Batalha também para conseguir benefício
Além da questão judicial, Rosimeire Abreu dos Santos enfrenta
problemas no Instituto Nacional do Seguro Social (INSS). Ela conta
que, vencida a licença-maternidade e diante do quadro de depressão
que a impossibilitava de trabalhar, foi ao médico do Sistema Único
de Saúde (SUS) e conseguiu atestado de 30 dias. “Porém, a perícia
do INSS só garantiu 15 dias”, diz ela.
Diante disso, conforme Rosimeire, ela voltou ao médico do SUS, que
lhe deu mais 30 dias.

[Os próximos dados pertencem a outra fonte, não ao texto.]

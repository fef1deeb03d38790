#![allow(clippy::useless_conversion)]

use pyo3::exceptions::PyValueError;
use pyo3::prelude::*;
use pyo3::types::{PyBytes, PyModule};
use std::sync::Arc;

use crate::location::SequenceLocation;
use crate::utils::{self, to_py_err};
use orfscan_core::orf::{CodonTable, Orf};
use orfscan_core::seq::location::Strand;

#[pyclass]
pub struct OrfFinder {
    inner: Orf,
}

#[pymethods]
impl OrfFinder {
    #[new]
    #[pyo3(signature = (genetic_code=1, use_all_table_starts=false))]
    fn new(genetic_code: u32, use_all_table_starts: bool) -> PyResult<Self> {
        let table = CodonTable::new(genetic_code, use_all_table_starts).map_err(to_py_err)?;
        Ok(Self {
            inner: Orf::with_table(Arc::new(table)),
        })
    }

    /// Codons accepted as starts, as str.
    #[getter]
    fn start_codons(&self) -> Vec<String> {
        codon_strings(self.inner.table().starts())
    }

    #[getter]
    fn stop_codons(&self) -> Vec<String> {
        codon_strings(self.inner.table().stops())
    }

    /// Load `seq`; returns False when it is shorter than one codon or holds
    /// a symbol without a nucleotide complement.
    #[pyo3(signature = (seq, strict=false))]
    fn set_sequence(&mut self, seq: &Bound<'_, PyAny>, strict: bool) -> PyResult<bool> {
        let bytes = utils::extract_seq_bytes(seq)?;
        if strict {
            self.inner.try_set_sequence(&bytes).map_err(to_py_err)?;
            return Ok(true);
        }
        Ok(self.inner.set_sequence(&bytes))
    }

    #[pyo3(signature = (
        min_length=30,
        max_length=32734,
        max_gaps=None,
        forward_frames=None,
        reverse_frames=None,
        start_mode=None
    ))]
    fn find_all(
        &self,
        min_length: usize,
        max_length: usize,
        max_gaps: Option<usize>,
        forward_frames: Option<&Bound<'_, PyAny>>,
        reverse_frames: Option<&Bound<'_, PyAny>>,
        start_mode: Option<&Bound<'_, PyAny>>,
    ) -> PyResult<Vec<SequenceLocation>> {
        let params = utils::build_scan_params(
            min_length,
            max_length,
            max_gaps,
            forward_frames,
            reverse_frames,
            start_mode,
        )?;
        Ok(self
            .inner
            .find_all(&params)
            .into_iter()
            .map(SequenceLocation::from)
            .collect())
    }

    fn get_sequence<'py>(
        &self,
        py: Python<'py>,
        location: PyRef<'_, SequenceLocation>,
    ) -> Bound<'py, PyBytes> {
        PyBytes::new_bound(py, self.inner.get_sequence(&location.inner))
    }

    /// Normalized forward (0) or reverse-complement (1) sequence.
    #[pyo3(signature = (strand=0))]
    fn sequence<'py>(&self, py: Python<'py>, strand: i64) -> PyResult<Bound<'py, PyBytes>> {
        let strand = Strand::from_code(strand)
            .ok_or_else(|| PyValueError::new_err("strand must be 0 (plus) or 1 (minus)"))?;
        Ok(PyBytes::new_bound(py, self.inner.sequence(strand)))
    }

    fn __len__(&self) -> usize {
        self.inner.sequence_len()
    }

    fn __repr__(&self) -> String {
        format!(
            "OrfFinder(starts={:?}, stops={:?}, len={})",
            codon_strings(self.inner.table().starts()),
            codon_strings(self.inner.table().stops()),
            self.inner.sequence_len()
        )
    }
}

fn codon_strings(codons: &[[u8; 3]]) -> Vec<String> {
    codons
        .iter()
        .map(|c| String::from_utf8_lossy(c).into_owned())
        .collect()
}

pub fn register(m: &Bound<'_, PyModule>) -> PyResult<()> {
    m.add_class::<OrfFinder>()?;
    Ok(())
}
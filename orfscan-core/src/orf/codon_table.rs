use super::matcher::{pack_slots, SLOTS};
use crate::alphabets::dna;
use crate::error::{CodonKind, OrfError, OrfResult};
use crate::genetic_code::{GeneticCodeProvider, NcbiGeneticCodes};

use tracing::debug;

pub const DEFAULT_START: [u8; 3] = *b"ATG";

/// Start and stop codons of one genetic code, packed for the batch matcher.
/// Immutable once built and safe to share between scanners.
#[derive(Clone, Debug, PartialEq, Eq)]
pub struct CodonTable {
    starts: Vec<[u8; 3]>,
    stops: Vec<[u8; 3]>,
    start_slots: [i32; SLOTS],
    stop_slots: [i32; SLOTS],
}

impl CodonTable {
    /// Codons of NCBI table `code`. Starts are every start codon of the
    /// table when `use_all_table_starts` is set, otherwise only `ATG`.
    pub fn new(code: u32, use_all_table_starts: bool) -> OrfResult<Self> {
        Self::with_provider(&NcbiGeneticCodes::new(), code, use_all_table_starts)
    }

    pub fn with_provider<P>(provider: &P, code: u32, use_all_table_starts: bool) -> OrfResult<Self>
    where
        P: GeneticCodeProvider + ?Sized,
    {
        let stops = provider.stop_codons(code)?;
        let starts = if use_all_table_starts {
            provider.start_codons(code)?
        } else {
            vec![DEFAULT_START]
        };
        let table = Self::from_codons(starts, stops)?;
        debug!(
            code,
            use_all_table_starts,
            starts = table.starts.len(),
            stops = table.stops.len(),
            "built codon table"
        );
        Ok(table)
    }

    /// Build from explicit triplets. Lowercase bases are accepted and stored
    /// uppercase; `U` is read as `T`.
    pub fn from_codons<S, T>(starts: S, stops: T) -> OrfResult<Self>
    where
        S: IntoIterator<Item = [u8; 3]>,
        T: IntoIterator<Item = [u8; 3]>,
    {
        let starts = checked_set(starts, CodonKind::Start)?;
        let stops = checked_set(stops, CodonKind::Stop)?;
        Ok(Self {
            start_slots: pack_slots(&starts),
            stop_slots: pack_slots(&stops),
            starts,
            stops,
        })
    }

    pub fn starts(&self) -> &[[u8; 3]] {
        &self.starts
    }

    pub fn stops(&self) -> &[[u8; 3]] {
        &self.stops
    }

    pub(crate) fn start_slots(&self) -> &[i32; SLOTS] {
        &self.start_slots
    }

    pub(crate) fn stop_slots(&self) -> &[i32; SLOTS] {
        &self.stop_slots
    }
}

fn checked_set<I>(codons: I, kind: CodonKind) -> OrfResult<Vec<[u8; 3]>>
where
    I: IntoIterator<Item = [u8; 3]>,
{
    let bases = dna::codon_alphabet();
    let codons: Vec<[u8; 3]> = codons
        .into_iter()
        .map(|codon| codon.map(dna::normalize))
        .collect();

    if codons.is_empty() {
        return Err(OrfError::EmptyCodonSet { kind });
    }
    if codons.len() > SLOTS {
        return Err(OrfError::TooManyCodons {
            kind,
            count: codons.len(),
        });
    }
    if let Some(bad) = codons.iter().find(|codon| !bases.is_word(codon.iter())) {
        return Err(OrfError::InvalidCodon {
            codon: String::from_utf8_lossy(bad).into_owned(),
        });
    }
    Ok(codons)
}
//! Three-phase ORF state machine.
//!
//! An ORF can begin in any of the three codon phases:
//!
//! ```text
//! Phase 0:  AGA ATT GCC TGA ATA AAA GGA TTA CCT TGA TAG GGT AAA
//! Phase 1: A GAA TTG CCT GAA TAA AAG GAT TAC CTT GAT AGG GTA AA
//! Phase 2: AG AAT TGC CTG AAT AAA AGG ATT ACC TTG ATA GGG TAA A
//! ```
//!
//! The scanner walks the strand once, one byte at a time, and advances the
//! state of the phase the current byte belongs to.

use super::codon_table::CodonTable;
use super::matcher::{BatchCodonMatcher, WINDOW};
use super::params::{FrameMask, ScanParams, StartMode};
use crate::alphabets::dna;
use crate::seq::buffer::{CODON, PADDING, SENTINEL};
use crate::seq::location::{SequenceLocation, Strand};

use tracing::trace;

const FRAMES: usize = 3;

#[derive(Clone, Copy, Debug, PartialEq, Eq)]
struct PhaseState {
    inside_orf: bool,
    has_start: bool,
    gaps: usize,
    codons: usize,
    from: usize,
}

impl PhaseState {
    /// Every phase starts inside an ORF without a start codon, so a stop
    /// found before any start still closes an ORF reaching back to the
    /// phase offset.
    fn seed(phase: usize) -> Self {
        Self {
            inside_orf: true,
            has_start: false,
            gaps: 0,
            codons: 0,
            from: phase,
        }
    }

    /// The first codon of a phase may still open an ORF in place of the seed.
    #[inline]
    fn may_open(&self) -> bool {
        !self.inside_orf || self.codons == 0
    }

    #[inline]
    fn open(&mut self, position: usize, genuine_start: bool) {
        self.inside_orf = true;
        self.has_start = genuine_start;
        self.from = position;
        self.gaps = 0;
        self.codons = 0;
    }
}

#[inline]
fn is_incomplete(codon: &[u8]) -> bool {
    codon[..CODON].contains(&SENTINEL)
}

#[inline]
fn is_gap_or_n(codon: &[u8]) -> bool {
    codon[..CODON]
        .iter()
        .any(|&b| b == b'N' || !dna::has_complement(b))
}

/// Finds ORFs on one strand buffer.
#[derive(Clone, Copy, Debug)]
pub struct FrameScanner<'a> {
    matcher: BatchCodonMatcher<'a>,
    params: &'a ScanParams,
}

impl<'a> FrameScanner<'a> {
    pub fn new(table: &'a CodonTable, params: &'a ScanParams) -> Self {
        Self {
            matcher: BatchCodonMatcher::new(table),
            params,
        }
    }

    /// Scan the phases in `frames` of `padded[..len]` and append the ORFs
    /// passing the filters to `out`. `padded` must carry at least `PADDING`
    /// sentinel bytes after `len`. Returns the number of appended locations.
    pub fn scan(
        &self,
        padded: &[u8],
        len: usize,
        frames: FrameMask,
        strand: Strand,
        out: &mut Vec<SequenceLocation>,
    ) -> usize {
        if len < CODON || frames.is_empty() {
            return 0;
        }
        debug_assert!(padded.len() >= len + PADDING);

        let before = out.len();
        let mut states = [
            PhaseState::seed(0),
            PhaseState::seed(1),
            PhaseState::seed(2),
        ];

        for position in 0..len {
            let phase = position % FRAMES;
            if !frames.contains_phase(phase) {
                continue;
            }

            let codon = &padded[position..position + WINDOW];
            if is_incomplete(codon) {
                continue;
            }
            let is_last = is_incomplete(&padded[position + CODON..position + 2 * CODON]);
            let state = &mut states[phase];

            let is_start = self.matcher.is_start(codon);
            let should_start = match self.params.start_mode {
                StartMode::StartToStop => state.may_open() && is_start,
                StartMode::AnyToStop => state.may_open(),
                StartMode::LastStartToStop => is_start,
            };

            // no ORF begins on the final codon
            if should_start && !is_last {
                state.open(position, is_start);
            }

            if state.inside_orf {
                state.codons += 1;
                if is_gap_or_n(codon) {
                    state.gaps += 1;
                }
            }

            let is_stop = self.matcher.is_stop(codon);
            if state.inside_orf && (is_stop || is_last) {
                state.inside_orf = false;

                // the closing codon is part of the span
                let to = position + CODON;
                debug_assert!(to > state.from);

                if !self.params.accepts(state.codons, state.gaps) {
                    continue;
                }

                out.push(SequenceLocation::new(
                    state.from,
                    to,
                    strand,
                    !state.has_start,
                    !is_stop,
                ));
            }
        }

        let emitted = out.len() - before;
        trace!(%strand, frames = frames.bits(), len, emitted, "scanned strand");
        emitted
    }
}

#[cfg(test)]
mod tests {
    use super::*;
    use crate::seq::buffer::SequenceBuffer;

    fn scan(seq: &[u8], params: &ScanParams) -> Vec<SequenceLocation> {
        let table = CodonTable::from_codons([*b"ATG"], [*b"TAA", *b"TAG", *b"TGA"]).unwrap();
        let mut buf = SequenceBuffer::new();
        buf.try_set_sequence(seq).unwrap();
        let mut out = Vec::new();
        FrameScanner::new(&table, params).scan(
            buf.padded(Strand::Plus),
            buf.len(),
            params.forward_frames,
            Strand::Plus,
            &mut out,
        );
        out
    }

    #[test]
    fn seed_state() {
        let s = PhaseState::seed(2);
        assert!(s.inside_orf && !s.has_start);
        assert_eq!(s.from, 2);
        assert!(s.may_open());
    }

    #[test]
    fn gap_detection() {
        assert!(is_gap_or_n(b"ANA\xFF"));
        assert!(is_gap_or_n(b"AC\xFF\xFF"));
        assert!(!is_gap_or_n(b"ACRN"));
        assert!(is_incomplete(b"A\xFF\xFF"));
        assert!(!is_incomplete(b"ACG"));
    }

    #[test]
    fn empty_mask_scans_nothing() {
        let params = ScanParams::new(0, 100, 0).with_frames(FrameMask::NONE, FrameMask::NONE);
        assert!(scan(b"ATGAAATAA", &params).is_empty());
    }

    #[test]
    fn start_on_last_codon_is_ignored() {
        let params = ScanParams::new(0, 100, 0)
            .with_frames(FrameMask::FRAME_1, FrameMask::NONE)
            .with_start_mode(StartMode::StartToStop);
        // frame 0: CCC TAA ATG; the trailing ATG is the last codon
        let orfs = scan(b"CCCTAAATG", &params);
        assert_eq!(
            orfs,
            vec![SequenceLocation::new(0, 6, Strand::Plus, true, false)]
        );
    }

    #[test]
    fn stop_closes_only_its_phase() {
        let params = ScanParams::new(0, 100, 0)
            .with_frames(FrameMask::ALL, FrameMask::NONE)
            .with_start_mode(StartMode::AnyToStop);
        // phase 1 sees TAA at offset 1, the others run to the end
        let orfs = scan(b"ATAAGGCCCGGG", &params);
        assert!(orfs.contains(&SequenceLocation::new(1, 4, Strand::Plus, true, false)));
        assert!(orfs.contains(&SequenceLocation::new(0, 12, Strand::Plus, true, true)));
        assert!(orfs.iter().all(|l| l.to > l.from));
    }
}
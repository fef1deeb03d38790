use std::fmt;

/// Strand an ORF was found on. Coordinates of a `Minus` location index the
/// reverse complement, not the forward sequence.
#[derive(Clone, Copy, Debug, PartialEq, Eq, Hash)]
pub enum Strand {
    Plus,
    Minus,
}

impl Strand {
    /// Numeric encoding used in ORF headers.
    pub fn code(self) -> i32 {
        match self {
            Strand::Plus => 0,
            Strand::Minus => 1,
        }
    }

    pub fn from_code(code: i64) -> Option<Self> {
        match code {
            0 => Some(Strand::Plus),
            1 => Some(Strand::Minus),
            _ => None,
        }
    }

    pub fn opposite(self) -> Self {
        match self {
            Strand::Plus => Strand::Minus,
            Strand::Minus => Strand::Plus,
        }
    }
}

impl fmt::Display for Strand {
    fn fmt(&self, f: &mut fmt::Formatter<'_>) -> fmt::Result {
        match self {
            Strand::Plus => f.write_str("+"),
            Strand::Minus => f.write_str("-"),
        }
    }
}

#[derive(Clone, Copy, Debug, PartialEq, Eq, Hash)]
pub struct SequenceLocation {
    pub id: u32,
    pub from: usize,
    pub to: usize,
    pub strand: Strand,
    /// No start codon was matched for this ORF.
    pub has_incomplete_start: bool,
    /// The ORF ran into the sequence end instead of a stop codon.
    pub has_incomplete_end: bool,
}

impl SequenceLocation {
    pub fn new(
        from: usize,
        to: usize,
        strand: Strand,
        has_incomplete_start: bool,
        has_incomplete_end: bool,
    ) -> Self {
        debug_assert!(to > from);
        Self {
            id: 0,
            from,
            to,
            strand,
            has_incomplete_start,
            has_incomplete_end,
        }
    }

    pub fn with_id(mut self, id: u32) -> Self {
        self.id = id;
        self
    }

    pub fn len(&self) -> usize {
        self.to.saturating_sub(self.from)
    }

    pub fn is_empty(&self) -> bool {
        self.to <= self.from
    }

    /// Number of whole codons covered by the span.
    pub fn codons(&self) -> usize {
        self.len() / 3
    }

    /// Half-open span on the forward sequence of length `seq_len`.
    pub fn to_forward_coords(&self, seq_len: usize) -> (usize, usize) {
        match self.strand {
            Strand::Plus => (self.from, self.to),
            Strand::Minus => {
                debug_assert!(self.to <= seq_len);
                (seq_len.saturating_sub(self.to), seq_len.saturating_sub(self.from))
            }
        }
    }
}

#[cfg(test)]
mod tests {
    use super::*;

    #[test]
    fn strand_codes() {
        assert_eq!(Strand::Plus.code(), 0);
        assert_eq!(Strand::Minus.code(), 1);
        assert_eq!(Strand::from_code(1), Some(Strand::Minus));
        assert_eq!(Strand::from_code(-1), None);
        assert_eq!(Strand::Plus.opposite(), Strand::Minus);
        assert_eq!(Strand::Minus.to_string(), "-");
    }

    #[test]
    fn span_helpers() {
        let loc = SequenceLocation::new(3, 12, Strand::Plus, false, true).with_id(7);
        assert_eq!(loc.id, 7);
        assert_eq!(loc.len(), 9);
        assert_eq!(loc.codons(), 3);
        assert!(!loc.is_empty());
    }

    #[test]
    fn minus_strand_forward_coords() {
        // reverse complement offsets [2, 8) of a 10-base sequence are forward [2, 8)
        let loc = SequenceLocation::new(2, 8, Strand::Minus, true, true);
        assert_eq!(loc.to_forward_coords(10), (2, 8));

        let loc = SequenceLocation::new(0, 3, Strand::Minus, true, false);
        assert_eq!(loc.to_forward_coords(10), (7, 10));

        let loc = SequenceLocation::new(0, 3, Strand::Plus, true, false);
        assert_eq!(loc.to_forward_coords(10), (0, 3));
    }
}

Porém, ao fazer a perícia no INSS, a médica
disse que ela estava apta para o trabalho. Inconformada, ela marcou
nova perícia, para janeiro de 2019. Ela critica o fato do INSS não
aceitar o atestado de o SUS. “Enquanto isso, vou viver de quê?”,
questiona ela, que foi demitida do emprego e reivindica o benefício
do INSS.
O que diz o INSS
Avaliação. Sem tratar especificamente desse
caso, em nota enviada por sua assessoria de imprensa em Minas, o
Instituto Nacional do Seguro Social (INSS) afirmou “que a perícia
médica faz a avaliação de incapacidade, que é um conceito que
relaciona a saúde do trabalhador com as atividades laborais
exercidas”.
Critérios. Para isso, de acordo com a nota do
instituto, “é considerada, de forma impessoal, a documentação
médica apresentada pelo segurado, que compreende, por exemplo,
atestado dos médicos assistentes, exames e medicação”.